Certain types of exercise can increase muscle mass, which in turn enhances strength, muscle control, balance, and coordination. Good balance and coordination can mean the difference between falling—and suffering a fracture—and staying on your feet. Strong evidence shows that regular physical activity can reduce falls by nearly a third in older adults at high risk of falling.

The Best Exercises for Bone Strength Have One or More of the Following Attributes

They provide resistance. In these forms of exercise, you challenge your muscles by working against some type of resistance, such as dumbbells, elastic bands, or even your own body weight. Resistance exercises, including classic strength training, rely on muscle contractions that tug on bones to stimulate them to bulk up.

They are weight-bearing. Weight-bearing exercise is any activity, such as running, walking, dancing, hiking, climbing stairs, or playing tennis, golf, or basketball, in which you carry your body weight and work against gravity. This is in contrast to non-weight-bearing activities such as swimming or cycling, where the water or bicycle supports your body weight. The force you exert to counteract gravity when you do weight-bearing activities is what stimulates bones to get stronger.

They provide impact. When you land a jump or pound the ground with each step as you run, you multiply the weight-bearing effect of gravity. That’s why higher-impact activities generally have a more pronounced effect on bone than lower-impact exercises.

They’re higher-velocity. Impact can be increased even more as your speed increases. For example, jogging or fast-paced aerobics will do more to strengthen bone than a leisurely stroll or slow calisthenics.

They involve sudden changes of direction. Changing direction while you’re moving also appears to benefit bones. When researchers reviewed bone strength in the hips of a variety of athletes, they found that those who played sports such as soccer and squash, which involve rapid turns and start-and-stop actions, had bone strength similar to those who did high-impact sports, like triple jumpers and high jumpers—and they all had greater bone density than long-distance runners.

They help improve your balance. Exercises that target balance may not be the best for building bone, but they will help keep you from falling, so they also serve a bone-protecting function.
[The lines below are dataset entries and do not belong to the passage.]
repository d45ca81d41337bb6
//! Inbound adapters that translate external requests into domain service
//! calls while keeping framework details at the edge.
//!
//! HTTP handlers live under [`http`].

pub mod http;
//! Team invite registry: per-listing collaborator invitations keyed by email.

use std::sync::Arc;

use mockable::Clock;
use tracing::info;

use crate::domain::ports::{
    ListingPersistenceError, ListingRepository, TeamInvitePersistenceError, TeamInviteRepository,
};
use crate::domain::{
    AccessDenied, Email, Error, ErrorCode, ListingId, Principal, TeamInvite, UserRole,
    UserValidationError,
};

#[derive(Debug, Clone, PartialEq, thiserror::Error)]
pub enum InviteError {
    #[error(transparent)]
    AccessDenied(#[from] AccessDenied),
    #[error("invalid invitee email: {0}")]
    InvalidEmail(UserValidationError),
    #[error("listing {listing_id} not found")]
    ListingNotFound { listing_id: ListingId },
    #[error("{email} is already invited to {listing_id}")]
    DuplicateInvite { listing_id: ListingId, email: Email },
    #[error("no invite for {email} on {listing_id}")]
    NoSuchInvite { listing_id: ListingId, email: Email },
    #[error(transparent)]
    Listings(#[from] ListingPersistenceError),
    #[error(transparent)]
    Invites(TeamInvitePersistenceError),
}

impl InviteError {
    pub fn reason(&self) -> &'static str {
        match self {
            Self::AccessDenied(_) => "access_denied",
            Self::InvalidEmail(_) => "invalid_email",
            Self::ListingNotFound { .. } => "listing_not_found",
            Self::DuplicateInvite { .. } => "duplicate_invite",
            Self::NoSuchInvite { .. } => "no_such_invite",
            Self::Listings(_) | Self::Invites(_) => "persistence",
        }
    }

    fn code(&self) -> ErrorCode {
        match self {
            Self::AccessDenied(_) => ErrorCode::Forbidden,
            Self::InvalidEmail(_) => ErrorCode::InvalidRequest,
            Self::ListingNotFound { .. } | Self::NoSuchInvite { .. } => ErrorCode::NotFound,
            Self::DuplicateInvite { .. } => ErrorCode::StateConflict,
            Self::Listings(err) => err.code(),
            Self::Invites(err) => err.code(),
        }
    }
}

impl From<InviteError> for Error {
    fn from(err: InviteError) -> Self {
        Error::new(err.code(), err.to_string()).with_reason(err.reason())
    }
}

/// Invite, accept and remove co-investors on a listing.
#[derive(Clone)]
pub struct TeamInviteRegistry {
    listings: Arc<dyn ListingRepository>,
    invites: Arc<dyn TeamInviteRepository>,
    clock: Arc<dyn Clock>,
}

impl TeamInviteRegistry {
    pub fn new(
        listings: Arc<dyn ListingRepository>,
        invites: Arc<dyn TeamInviteRepository>,
        clock: Arc<dyn Clock>,
    ) -> Self {
        Self {
            listings,
            invites,
            clock,
        }
    }

    /// Record a pending invite for `email` on `listing_id`.
    pub async fn invite(
        &self,
        principal: &Principal,
        listing_id: &ListingId,
        email: &str,
    ) -> Result<TeamInvite, InviteError> {
        principal.require_role(UserRole::Investor)?;
        let email = Email::new(email).map_err(InviteError::InvalidEmail)?;
        if self.listings.find(listing_id).await?.is_none() {
            return Err(InviteError::ListingNotFound {
                listing_id: listing_id.clone(),
            });
        }

        let invite = TeamInvite::pending(listing_id.clone(), email, self.clock.utc());
        match self.invites.insert(&invite).await {
            Ok(()) => {}
            Err(TeamInvitePersistenceError::Duplicate { .. }) => {
                return Err(InviteError::DuplicateInvite {
                    listing_id: invite.listing_id,
                    email: invite.email,
                });
            }
            Err(err) => return Err(InviteError::Invites(err)),
        }
        info!(listing_id = %listing_id, invitee = %invite.email, inviter = %principal.email, "team invite created");
        Ok(invite)
    }

    /// Accept the caller's own invite on `listing_id`.
    pub async fn accept(
        &self,
        principal: &Principal,
        listing_id: &ListingId,
    ) -> Result<TeamInvite, InviteError> {
        principal.require_role(UserRole::Investor)?;
        let mut invite = self
            .invites
            .find(listing_id, &principal.email)
            .await
            .map_err(InviteError::Invites)?
            .ok_or_else(|| InviteError::NoSuchInvite {
                listing_id: listing_id.clone(),
                email: principal.email.clone(),
            })?;
        invite.accept();
        self.invites
            .update(&invite)
            .await
            .map_err(InviteError::Invites)?;
        Ok(invite)
    }

    /// Remove an invite. Removing an absent invite succeeds.
    pub async fn remove(
        &self,
        principal: &Principal,
        listing_id: &ListingId,
        email: &str,
    ) -> Result<(), InviteError> {
        principal.require_role(UserRole::Investor)?;
        let email = Email::new(email).map_err(InviteError::InvalidEmail)?;
        let removed = self
            .invites
            .remove(listing_id, &email)
            .await
            .map_err(InviteError::Invites)?;
        if removed {
            info!(listing_id = %listing_id, invitee = %email, "team invite removed");
        }
        Ok(())
    }

    pub async fn list(&self, listing_id: &ListingId) -> Result<Vec<TeamInvite>, InviteError> {
        self.invites
            .list(listing_id)
            .await
            .map_err(InviteError::Invites)
    }
}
Get Help for Spine-Related Pain Beyond Exercises

We encourage all our readers to maintain a careful and mindful exercise routine. If you are still in pain despite this special attention, it may be likely you have a physical abnormality within the spine that requires surgical repair. Our targeted, minimally invasive procedures were designed and patented by Dr. Bonati to treat spinal abnormalities WITHOUT the need for general anesthesia, highly-invasive open back techniques like fusion & hardware, excessive scarring and a prolonged recovery. We can treat all levels of the spine. If you are dealing with chronic pain, allow our team to review your case to determine if you are a candidate for the Bonati Spine Procedures. To get this review started, simply call us at 844-663-0310 or complete our online contact form and one of our patient advocates will reach out to you directly.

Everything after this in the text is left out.